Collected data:
******
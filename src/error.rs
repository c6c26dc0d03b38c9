//! Error types for referral storage operations

use thiserror::Error;

/// Referral storage error type
#[derive(Debug, Error)]
pub enum Error {
    /// Storage backend error (RocksDB)
    #[error("Storage error: {0}")]
    Storage(String),

    /// Serialization/deserialization error
    #[error("Serialization error: {0}")]
    Serialization(String),

    /// Data not found
    #[error("Data not found: {0}")]
    NotFound(String),

    /// Invalid data
    #[error("Invalid data: {0}")]
    InvalidData(String),

    /// Referral inserted without a confirmed parent
    #[error("Missing parent referral for {0}")]
    MissingParent(String),

    /// On-disk invariant violated; the database needs a reindex
    #[error("Referral database corruption: {0}")]
    Corruption(String),

    /// Bincode serialization error
    #[error("Bincode error: {0}")]
    Bincode(#[from] bincode::Error),

    /// I/O error
    #[error("I/O error: {0}")]
    Io(#[from] std::io::Error),
}

/// Result type for referral storage operations
pub type Result<T> = std::result::Result<T, Error>;
//! RocksDB wrapper for the referral database
//!
//! This module provides the byte-level key-value adapter the referral
//! store is built on:
//! - One column family per logical column (referrals, parents, children,
//!   ANVs, key ids), so enumeration scans stay bounded to one column
//! - Bloom filters for fast lookups (10 bits/key)
//! - LZ4 compression for storage efficiency
//! - Write-ahead logging with fsync for durability
//! - An in-memory backend for deterministic tests
//!
//! Individual writes are durable; no transaction spans multiple
//! operations. Callers that need multi-key consistency must order their
//! writes accordingly.

use crate::error::{Error, Result};
use parking_lot::RwLock;
use rocksdb::{
    BlockBasedOptions, Cache, ColumnFamilyDescriptor, DBCompressionType, DBWithThreadMode,
    IteratorMode, MultiThreaded, Options, WriteOptions,
};
use std::collections::BTreeMap;
use std::path::{Path, PathBuf};
use std::sync::Arc;
use tracing::{error, info};

/// Logical columns of the referral database
///
/// Each column is persisted under its own column family; the one-byte
/// discriminator is the stable on-disk identity of the column.
#[derive(Debug, Clone, Copy, PartialEq, Eq, Hash)]
pub enum Column {
    /// Address -> Referral record
    Referrals,
    /// Child address -> parent address
    Parents,
    /// Parent address -> ordered child address list
    Children,
    /// Address -> ANV record
    Anvs,
    /// Key id -> referral (reserved; unused by this core)
    KeyIds,
}

impl Column {
    /// All columns, in layout order
    pub const ALL: [Column; 5] = [
        Column::Referrals,
        Column::Parents,
        Column::Children,
        Column::Anvs,
        Column::KeyIds,
    ];

    /// One-byte column discriminator used in the persisted layout
    pub fn byte(self) -> u8 {
        match self {
            Column::Referrals => b'r',
            Column::Parents => b'p',
            Column::Children => b'c',
            Column::Anvs => b'a',
            Column::KeyIds => b'k',
        }
    }

    /// Column family name backing this column
    pub fn cf_name(self) -> &'static str {
        match self {
            Column::Referrals => "referrals",
            Column::Parents => "parents",
            Column::Children => "children",
            Column::Anvs => "anvs",
            Column::KeyIds => "key_ids",
        }
    }

    fn index(self) -> usize {
        match self {
            Column::Referrals => 0,
            Column::Parents => 1,
            Column::Children => 2,
            Column::Anvs => 3,
            Column::KeyIds => 4,
        }
    }
}

/// Construction-time database parameters
#[derive(Debug, Clone)]
pub struct DatabaseOptions {
    /// Block cache size in megabytes
    pub cache_size_mb: usize,
    /// Keep all data in memory; nothing touches disk
    pub in_memory: bool,
    /// Destroy any existing data before opening
    pub wipe: bool,
}

impl Default for DatabaseOptions {
    fn default() -> Self {
        Self {
            cache_size_mb: 64,
            in_memory: false,
            wipe: false,
        }
    }
}

impl DatabaseOptions {
    /// Options for an in-memory database
    pub fn memory() -> Self {
        Self {
            in_memory: true,
            ..Self::default()
        }
    }
}

/// Byte-level column store the referral database runs on
///
/// Implementations provide durable single-operation atomicity and a
/// forward iterator in ascending key order per column.
pub trait KeyValueStore: Send + Sync {
    /// Store a key-value pair in the given column
    fn put(&self, column: Column, key: &[u8], value: &[u8]) -> Result<()>;

    /// Fetch a value from the given column
    fn get(&self, column: Column, key: &[u8]) -> Result<Option<Vec<u8>>>;

    /// Remove a key from the given column
    fn delete(&self, column: Column, key: &[u8]) -> Result<()>;

    /// Whether a key exists in the given column
    fn exists(&self, column: Column, key: &[u8]) -> Result<bool>;

    /// All key-value pairs of a column, ascending by key
    fn iter_column(&self, column: Column) -> Result<Vec<(Vec<u8>, Vec<u8>)>>;
}

/// RocksDB-backed referral database
pub struct ReferralDatabase {
    /// The underlying RocksDB instance
    db: Arc<DBWithThreadMode<MultiThreaded>>,

    /// Database path
    path: PathBuf,

    /// Write options with fsync enabled
    write_options: WriteOptions,
}

impl ReferralDatabase {
    /// Open or create the referral database
    ///
    /// # Arguments
    /// * `path` - Directory path for the database
    /// * `options` - Cache size and wipe-on-open parameters
    ///
    /// # Errors
    /// Returns error if:
    /// - Directory cannot be created
    /// - Database cannot be opened
    /// - Permission denied
    pub fn open<P: AsRef<Path>>(path: P, options: &DatabaseOptions) -> Result<Self> {
        let path = path.as_ref();
        info!("Opening referral database at: {}", path.display());

        if options.wipe && path.exists() {
            info!("Wiping existing referral database");
            DBWithThreadMode::<MultiThreaded>::destroy(&Options::default(), path)
                .map_err(Self::map_rocksdb_error)?;
        }

        if !path.exists() {
            std::fs::create_dir_all(path).map_err(|e| {
                Error::Storage(format!("Failed to create database directory: {}", e))
            })?;
        }

        // Block cache shared across all column families
        let cache = Cache::new_lru_cache(options.cache_size_mb * 1024 * 1024);

        let cf_descriptors = Self::create_column_family_descriptors(&cache);

        let mut db_opts = Options::default();
        db_opts.create_if_missing(true);
        db_opts.create_missing_column_families(true);
        db_opts.increase_parallelism(num_cpus::get() as i32);
        db_opts.set_max_open_files(1000);

        let db = DBWithThreadMode::<MultiThreaded>::open_cf_descriptors(
            &db_opts,
            path,
            cf_descriptors,
        )
        .map_err(|e| {
            error!("Failed to open referral database: {}", e);
            Error::Storage(format!("Failed to open database: {}", e))
        })?;

        info!(
            "Referral database opened with {} column families",
            Column::ALL.len()
        );

        // fsync every write; single-operation durability is all callers get
        let mut write_options = WriteOptions::default();
        write_options.set_sync(true);

        Ok(Self {
            db: Arc::new(db),
            path: path.to_path_buf(),
            write_options,
        })
    }

    /// Create column family descriptors with shared tuning
    fn create_column_family_descriptors(cache: &Cache) -> Vec<ColumnFamilyDescriptor> {
        Column::ALL
            .iter()
            .map(|column| {
                let mut cf_opts = Options::default();

                let mut block_opts = BlockBasedOptions::default();
                block_opts.set_block_cache(cache);
                block_opts.set_bloom_filter(10.0, false);
                block_opts.set_cache_index_and_filter_blocks(true);
                cf_opts.set_block_based_table_factory(&block_opts);

                cf_opts.set_compression_type(DBCompressionType::Lz4);

                ColumnFamilyDescriptor::new(column.cf_name(), cf_opts)
            })
            .collect()
    }

    /// Get a column family handle
    ///
    /// # Panics
    /// Panics if the column family doesn't exist (should never happen with
    /// our setup)
    fn cf_handle(&self, column: Column) -> Arc<rocksdb::BoundColumnFamily<'_>> {
        self.db
            .cf_handle(column.cf_name())
            .unwrap_or_else(|| panic!("Column family '{}' not found", column.cf_name()))
    }

    /// Get database path
    pub fn path(&self) -> &Path {
        &self.path
    }

    /// Map RocksDB errors to our error type with better diagnostics
    fn map_rocksdb_error(err: rocksdb::Error) -> Error {
        let err_str = err.to_string();

        if err_str.contains("No space left on device") {
            Error::Storage("Disk full: No space left on device".to_string())
        } else if err_str.contains("Corruption") {
            Error::Corruption(format!("Data corruption detected: {}", err_str))
        } else {
            Error::Storage(format!("RocksDB error: {}", err_str))
        }
    }
}

impl KeyValueStore for ReferralDatabase {
    fn put(&self, column: Column, key: &[u8], value: &[u8]) -> Result<()> {
        let cf = self.cf_handle(column);
        self.db
            .put_cf_opt(&cf, key, value, &self.write_options)
            .map_err(|e| {
                error!("Failed to put key in {}: {}", column.cf_name(), e);
                Self::map_rocksdb_error(e)
            })
    }

    fn get(&self, column: Column, key: &[u8]) -> Result<Option<Vec<u8>>> {
        let cf = self.cf_handle(column);
        self.db.get_cf(&cf, key).map_err(|e| {
            error!("Failed to get key from {}: {}", column.cf_name(), e);
            Self::map_rocksdb_error(e)
        })
    }

    fn delete(&self, column: Column, key: &[u8]) -> Result<()> {
        let cf = self.cf_handle(column);
        self.db
            .delete_cf_opt(&cf, key, &self.write_options)
            .map_err(|e| {
                error!("Failed to delete key from {}: {}", column.cf_name(), e);
                Self::map_rocksdb_error(e)
            })
    }

    fn exists(&self, column: Column, key: &[u8]) -> Result<bool> {
        let cf = self.cf_handle(column);
        self.db
            .get_pinned_cf(&cf, key)
            .map(|opt| opt.is_some())
            .map_err(|e| {
                error!(
                    "Failed to check key existence in {}: {}",
                    column.cf_name(),
                    e
                );
                Self::map_rocksdb_error(e)
            })
    }

    fn iter_column(&self, column: Column) -> Result<Vec<(Vec<u8>, Vec<u8>)>> {
        let cf = self.cf_handle(column);
        let mut pairs = Vec::new();
        for item in self.db.iterator_cf(&cf, IteratorMode::Start) {
            let (key, value) = item.map_err(Self::map_rocksdb_error)?;
            pairs.push((key.to_vec(), value.to_vec()));
        }
        Ok(pairs)
    }
}

/// In-memory referral database
///
/// Same contract as [`ReferralDatabase`] with nothing touching disk. Used
/// when the store is opened in-memory-only mode, and for deterministic
/// tests.
pub struct MemoryDatabase {
    columns: RwLock<Vec<BTreeMap<Vec<u8>, Vec<u8>>>>,
}

impl MemoryDatabase {
    /// Create an empty in-memory database
    pub fn new() -> Self {
        Self {
            columns: RwLock::new(vec![BTreeMap::new(); Column::ALL.len()]),
        }
    }
}

impl Default for MemoryDatabase {
    fn default() -> Self {
        Self::new()
    }
}

impl KeyValueStore for MemoryDatabase {
    fn put(&self, column: Column, key: &[u8], value: &[u8]) -> Result<()> {
        let mut columns = self.columns.write();
        columns[column.index()].insert(key.to_vec(), value.to_vec());
        Ok(())
    }

    fn get(&self, column: Column, key: &[u8]) -> Result<Option<Vec<u8>>> {
        let columns = self.columns.read();
        Ok(columns[column.index()].get(key).cloned())
    }

    fn delete(&self, column: Column, key: &[u8]) -> Result<()> {
        let mut columns = self.columns.write();
        columns[column.index()].remove(key);
        Ok(())
    }

    fn exists(&self, column: Column, key: &[u8]) -> Result<bool> {
        let columns = self.columns.read();
        Ok(columns[column.index()].contains_key(key))
    }

    fn iter_column(&self, column: Column) -> Result<Vec<(Vec<u8>, Vec<u8>)>> {
        let columns = self.columns.read();
        Ok(columns[column.index()]
            .iter()
            .map(|(key, value)| (key.clone(), value.clone()))
            .collect())
    }
}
******
_Work order_: Look through the entries above; copy every line holding the string "MultiThreaded".

_Reply to the exercise_:
    IteratorMode, MultiThreaded, Options, WriteOptions,
    db: Arc<DBWithThreadMode<MultiThreaded>>,
            DBWithThreadMode::<MultiThreaded>::destroy(&Options::default(), path)
        let db = DBWithThreadMode::<MultiThreaded>::open_cf_descriptors(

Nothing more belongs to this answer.